Stored data
##########
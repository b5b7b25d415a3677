//! PDF backend – executes draw calls with `printpdf` (v0.8 ops-based API).
//!
//! Coordinates arriving through [`Backend`] are points measured from the
//! top-left corner of the page. Cells that would cross the bottom margin
//! start a new page; everything below that point shifts up by the height
//! already consumed.

use printpdf::{
    BuiltinFont, Color, Line, LinePoint, Mm, Op, PaintMode, PdfDocument, PdfPage,
    PdfSaveOptions, Point, Polygon, PolygonRing, Pt, Rgb as PdfRgb, TextItem, WindingOrder,
};

use crate::draw::{Backend, Cell};
use crate::error::HyperError;
use crate::properties::{Align, BorderSides, Rgb, Side};

const PT_TO_MM: f32 = 0.352778;

/// Gap between a cell's edge and left/right aligned text.
const CELL_MARGIN: f32 = 2.83;

/// Average glyph advance as a fraction of the font size.
const GLYPH_WIDTH: f32 = 0.5;

const LINE_WIDTH: f32 = 0.57;

/// Page geometry for a [`PdfBackend`], in points.
#[derive(Debug, Clone, PartialEq)]
pub struct PageSetup {
    pub title: String,
    pub width: f32,
    pub height: f32,
    pub margin_left: f32,
    pub margin_top: f32,
    pub margin_bottom: f32,
}

/// [`Backend`] that accumulates printpdf ops page by page.
pub struct PdfBackend {
    setup: PageSetup,
    pages: Vec<Vec<Op>>,
    ops: Vec<Op>,
    /// Cursor y at which the current page's content area begins.
    page_start: f32,
    x: f32,
    y: f32,
    text_color: Rgb,
    draw_color: Rgb,
    fill_color: Rgb,
    font: BuiltinFont,
    font_size: f32,
}

impl PdfBackend {
    pub fn new(setup: PageSetup) -> Self {
        Self {
            x: setup.margin_left,
            y: setup.margin_top,
            setup,
            pages: Vec::new(),
            ops: Vec::new(),
            page_start: 0.0,
            text_color: Rgb::BLACK,
            draw_color: Rgb::BLACK,
            fill_color: Rgb::WHITE,
            font: BuiltinFont::Helvetica,
            font_size: 12.0,
        }
    }

    /// Number of pages including the one being drawn.
    pub fn page_count(&self) -> usize {
        self.pages.len() + 1
    }

    /// Assemble the document and serialise it.
    pub fn finish(mut self) -> Result<Vec<u8>, HyperError> {
        self.pages.push(std::mem::take(&mut self.ops));

        let page_w = Mm(self.setup.width * PT_TO_MM);
        let page_h = Mm(self.setup.height * PT_TO_MM);
        let pages: Vec<PdfPage> = self
            .pages
            .into_iter()
            .map(|ops| PdfPage::new(page_w, page_h, ops))
            .collect();
        log::debug!("writing PDF with {} page(s)", pages.len());

        let mut doc = PdfDocument::new(&self.setup.title);
        doc.with_pages(pages);
        let mut warnings = Vec::new();
        let bytes = doc.save(&PdfSaveOptions::default(), &mut warnings);
        for warning in &warnings {
            log::warn!("printpdf: {warning:?}");
        }

        if !bytes.starts_with(b"%PDF-") {
            return Err(HyperError::Render(
                "printpdf produced output without a PDF header".to_string(),
            ));
        }
        Ok(bytes)
    }

    fn new_page(&mut self) {
        self.pages.push(std::mem::take(&mut self.ops));
        self.page_start = self.y - self.setup.margin_top;
        log::debug!("page {} starts at y {}", self.page_count(), self.page_start);
    }

    /// Page-relative top of a cell of `height` at the cursor, breaking the
    /// page first when the cell would cross the bottom margin.
    ///
    /// A cursor above the current page (an absolute cell placed after a page
    /// break) is pinned to the top margin.
    fn page_top(&mut self, height: f32) -> f32 {
        let limit = self.setup.height - self.setup.margin_bottom;
        let mut top = self.y - self.page_start;
        if top + height > limit && top > self.setup.margin_top {
            self.new_page();
            top = self.y - self.page_start;
        }
        if top < self.setup.margin_top {
            log::debug!(
                "cell at y {} is above page {}, pinned to the top margin",
                self.y,
                self.page_count()
            );
            top = self.setup.margin_top;
        }
        top
    }

    /// PDF y coordinate (origin bottom-left) of a top-down page offset.
    fn pdf_y(&self, top: f32) -> f32 {
        self.setup.height - top
    }

    fn fill_rect(&mut self, x: f32, top: f32, w: f32, h: f32) {
        let (y1, y2) = (self.pdf_y(top + h), self.pdf_y(top));
        let corner = |x: f32, y: f32| LinePoint {
            p: Point { x: Pt(x), y: Pt(y) },
            bezier: false,
        };
        self.ops.push(Op::SetFillColor {
            col: color(self.fill_color),
        });
        self.ops.push(Op::DrawPolygon {
            polygon: Polygon {
                rings: vec![PolygonRing {
                    points: vec![
                        corner(x, y1),
                        corner(x + w, y1),
                        corner(x + w, y2),
                        corner(x, y2),
                    ],
                }],
                mode: PaintMode::Fill,
                winding_order: WindingOrder::NonZero,
            },
        });
    }

    fn stroke_sides(&mut self, sides: BorderSides, x: f32, top: f32, w: f32, h: f32) {
        if sides.is_empty() {
            return;
        }
        let (bottom, top) = (self.pdf_y(top + h), self.pdf_y(top));
        self.ops.push(Op::SetOutlineColor {
            col: color(self.draw_color),
        });
        self.ops.push(Op::SetOutlineThickness {
            pt: Pt(LINE_WIDTH),
        });
        for side in sides.sides() {
            let ((x1, y1), (x2, y2)) = match side {
                Side::Left => ((x, bottom), (x, top)),
                Side::Top => ((x, top), (x + w, top)),
                Side::Right => ((x + w, top), (x + w, bottom)),
                Side::Bottom => ((x, bottom), (x + w, bottom)),
            };
            self.ops.push(Op::DrawLine {
                line: Line {
                    points: vec![
                        LinePoint {
                            p: Point { x: Pt(x1), y: Pt(y1) },
                            bezier: false,
                        },
                        LinePoint {
                            p: Point { x: Pt(x2), y: Pt(y2) },
                            bezier: false,
                        },
                    ],
                    is_closed: false,
                },
            });
        }
    }

    fn write_text(&mut self, text: &str, align: Option<Align>, x: f32, top: f32, w: f32, h: f32) {
        let text_width = text.chars().count() as f32 * self.font_size * GLYPH_WIDTH;
        let text_x = match align {
            Some(Align::Right) => x + w - CELL_MARGIN - text_width,
            Some(Align::Center) => x + (w - text_width) / 2.0,
            _ => x + CELL_MARGIN,
        };
        let baseline = self.pdf_y(top + h / 2.0 + 0.3 * self.font_size);

        self.ops.push(Op::StartTextSection);
        self.ops.push(Op::SetTextCursor {
            pos: Point {
                x: Pt(text_x),
                y: Pt(baseline),
            },
        });
        self.ops.push(Op::SetFontSizeBuiltinFont {
            size: Pt(self.font_size),
            font: self.font,
        });
        self.ops.push(Op::SetFillColor {
            col: color(self.text_color),
        });
        self.ops.push(Op::WriteTextBuiltinFont {
            items: vec![TextItem::Text(to_winlatin(text))],
            font: self.font,
        });
        self.ops.push(Op::EndTextSection);
    }
}

impl Backend for PdfBackend {
    fn set_text_color(&mut self, color: Rgb) {
        self.text_color = color;
    }

    fn set_draw_color(&mut self, color: Rgb) {
        self.draw_color = color;
    }

    fn set_fill_color(&mut self, color: Rgb) {
        self.fill_color = color;
    }

    fn set_font(&mut self, family: &str, style: &str, size: f32) {
        self.font = builtin_font(family, style);
        if size > 0.0 {
            self.font_size = size;
        }
    }

    fn move_to(&mut self, x: f32, y: f32) {
        self.x = x;
        self.y = y;
    }

    fn cell(&mut self, cell: &Cell) {
        let top = self.page_top(cell.height);
        let x = self.x;
        if cell.fill {
            self.fill_rect(x, top, cell.width, cell.height);
        }
        self.stroke_sides(cell.border, x, top, cell.width, cell.height);
        if !cell.text.is_empty() {
            self.write_text(&cell.text, cell.align, x, top, cell.width, cell.height);
        }
    }

    fn new_line(&mut self, height: f32) {
        self.x = self.setup.margin_left;
        self.y += height;
    }

    fn advance_x(&mut self, width: f32) {
        self.x += width;
    }
}

fn color(rgb: Rgb) -> Color {
    let [r, g, b] = rgb.to_unit();
    Color::Rgb(PdfRgb {
        r,
        g,
        b,
        icc_profile: None,
    })
}

/// Map a family name and `B`/`I` flags onto one of the fourteen standard
/// fonts. Unknown families render as Helvetica.
fn builtin_font(family: &str, style: &str) -> BuiltinFont {
    let bold = style.contains('B');
    let italic = style.contains('I');
    let family = family.to_ascii_lowercase();

    match family.as_str() {
        "courier" | "courier new" | "monospace" => match (bold, italic) {
            (true, true) => BuiltinFont::CourierBoldOblique,
            (true, false) => BuiltinFont::CourierBold,
            (false, true) => BuiltinFont::CourierOblique,
            (false, false) => BuiltinFont::Courier,
        },
        "times" | "times new roman" | "serif" => match (bold, italic) {
            (true, true) => BuiltinFont::TimesBoldItalic,
            (true, false) => BuiltinFont::TimesBold,
            (false, true) => BuiltinFont::TimesItalic,
            (false, false) => BuiltinFont::TimesRoman,
        },
        other => {
            if !matches!(other, "arial" | "helvetica" | "sans-serif") {
                log::warn!("font family {family:?} not available, using Helvetica");
            }
            match (bold, italic) {
                (true, true) => BuiltinFont::HelveticaBoldOblique,
                (true, false) => BuiltinFont::HelveticaBold,
                (false, true) => BuiltinFont::HelveticaOblique,
                (false, false) => BuiltinFont::Helvetica,
            }
        }
    }
}

/// Convert a UTF-8 string to raw Windows-1252 bytes then wrap in a String so
/// printpdf writes the bytes unchanged into the PDF stream (builtin fonts use
/// WinAnsiEncoding, so each glyph is one byte).
fn to_winlatin(s: &str) -> String {
    let bytes: Vec<u8> = s
        .chars()
        .map(|c| match c {
            '\u{20AC}' => 0x80, // euro
            '\u{2026}' => 0x85, // ellipsis
            '\u{2018}' => 0x91,
            '\u{2019}' => 0x92,
            '\u{201C}' => 0x93,
            '\u{201D}' => 0x94,
            '\u{2022}' => 0x95, // bullet
            '\u{2013}' => 0x96,
            '\u{2014}' => 0x97,
            '\u{00A0}' => 0x20,
            c if (c as u32) < 256 => c as u8,
            _ => b'?',
        })
        .collect();
    // SAFETY: intentionally non-UTF-8 above 0x7F; printpdf passes these bytes
    // straight to the content stream, decoded by WinAnsiEncoding.
    #[allow(unsafe_code)]
    unsafe {
        String::from_utf8_unchecked(bytes)
    }
}

#[cfg(test)]
mod tests {
    use super::*;

    fn a4() -> PageSetup {
        PageSetup {
            title: "test".to_string(),
            width: 595.28,
            height: 841.89,
            margin_left: 40.0,
            margin_top: 40.0,
            margin_bottom: 40.0,
        }
    }

    fn cell(height: f32) -> Cell {
        Cell {
            width: 100.0,
            height,
            text: "Total".to_string(),
            border: BorderSides::ALL,
            align: Some(Align::Right),
            fill: true,
        }
    }

    #[test]
    fn render_empty_page() {
        let bytes = PdfBackend::new(a4()).finish().unwrap();
        assert!(bytes.len() > 100, "PDF should have content");
        assert_eq!(&bytes[0..5], b"%PDF-");
    }

    #[test]
    fn cells_past_the_bottom_margin_start_a_page() {
        let mut backend = PdfBackend::new(a4());
        backend.move_to(40.0, 40.0);
        backend.cell(&cell(20.0));
        assert_eq!(backend.page_count(), 1);

        backend.move_to(40.0, 800.0);
        backend.cell(&cell(20.0));
        assert_eq!(backend.page_count(), 2);

        // Same cell height, further down: still fits on the second page.
        backend.move_to(40.0, 820.0);
        backend.cell(&cell(20.0));
        assert_eq!(backend.page_count(), 2);

        let bytes = backend.finish().unwrap();
        assert_eq!(&bytes[0..5], b"%PDF-");
    }

    #[test]
    fn earlier_cells_after_a_page_break_stay_on_the_page() {
        let mut backend = PdfBackend::new(a4());
        backend.move_to(40.0, 800.0);
        backend.cell(&cell(20.0));
        assert_eq!(backend.page_count(), 2);

        backend.move_to(420.0, 160.0);
        let top = backend.page_top(24.0);
        assert_eq!(top, backend.setup.margin_top);
        backend.cell(&cell(24.0));
        assert_eq!(backend.page_count(), 2);

        let start = backend.page_start;
        backend.move_to(40.0, start + 100.0);
        assert_eq!(backend.page_top(10.0), 100.0);
    }

    #[test]
    fn oversized_cell_at_page_top_does_not_loop() {
        let mut backend = PdfBackend::new(a4());
        backend.move_to(40.0, 40.0);
        backend.cell(&cell(2000.0));
        assert_eq!(backend.page_count(), 1);
    }

    #[test]
    fn cursor_moves() {
        let mut backend = PdfBackend::new(a4());
        backend.move_to(100.0, 100.0);
        backend.advance_x(30.0);
        assert_eq!((backend.x, backend.y), (130.0, 100.0));
        backend.new_line(5.0);
        assert_eq!((backend.x, backend.y), (40.0, 105.0));
    }

    #[test]
    fn font_mapping() {
        assert!(matches!(builtin_font("Arial", ""), BuiltinFont::Helvetica));
        assert!(matches!(builtin_font("Arial", "BI"), BuiltinFont::HelveticaBoldOblique));
        assert!(matches!(builtin_font("Times", "I"), BuiltinFont::TimesItalic));
        assert!(matches!(builtin_font("Courier", "B"), BuiltinFont::CourierBold));
        assert!(matches!(builtin_font("Comic Sans", ""), BuiltinFont::Helvetica));
    }

    #[test]
    fn winlatin_maps_to_single_bytes() {
        assert_eq!(to_winlatin("abc").as_bytes(), b"abc");
        assert_eq!(to_winlatin("\u{20AC}").as_bytes(), &[0x80]);
        assert_eq!(to_winlatin("\u{4E2D}").as_bytes(), b"?");
    }
}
##########
Task instructions: Only the lines with "PdfSaveOptions" are needed; find them in the records and copy each one.

Task answer:
    PdfSaveOptions, Point, Polygon, PolygonRing, Pt, Rgb as PdfRgb, TextItem, WindingOrder,
        let bytes = doc.save(&PdfSaveOptions::default(), &mut warnings);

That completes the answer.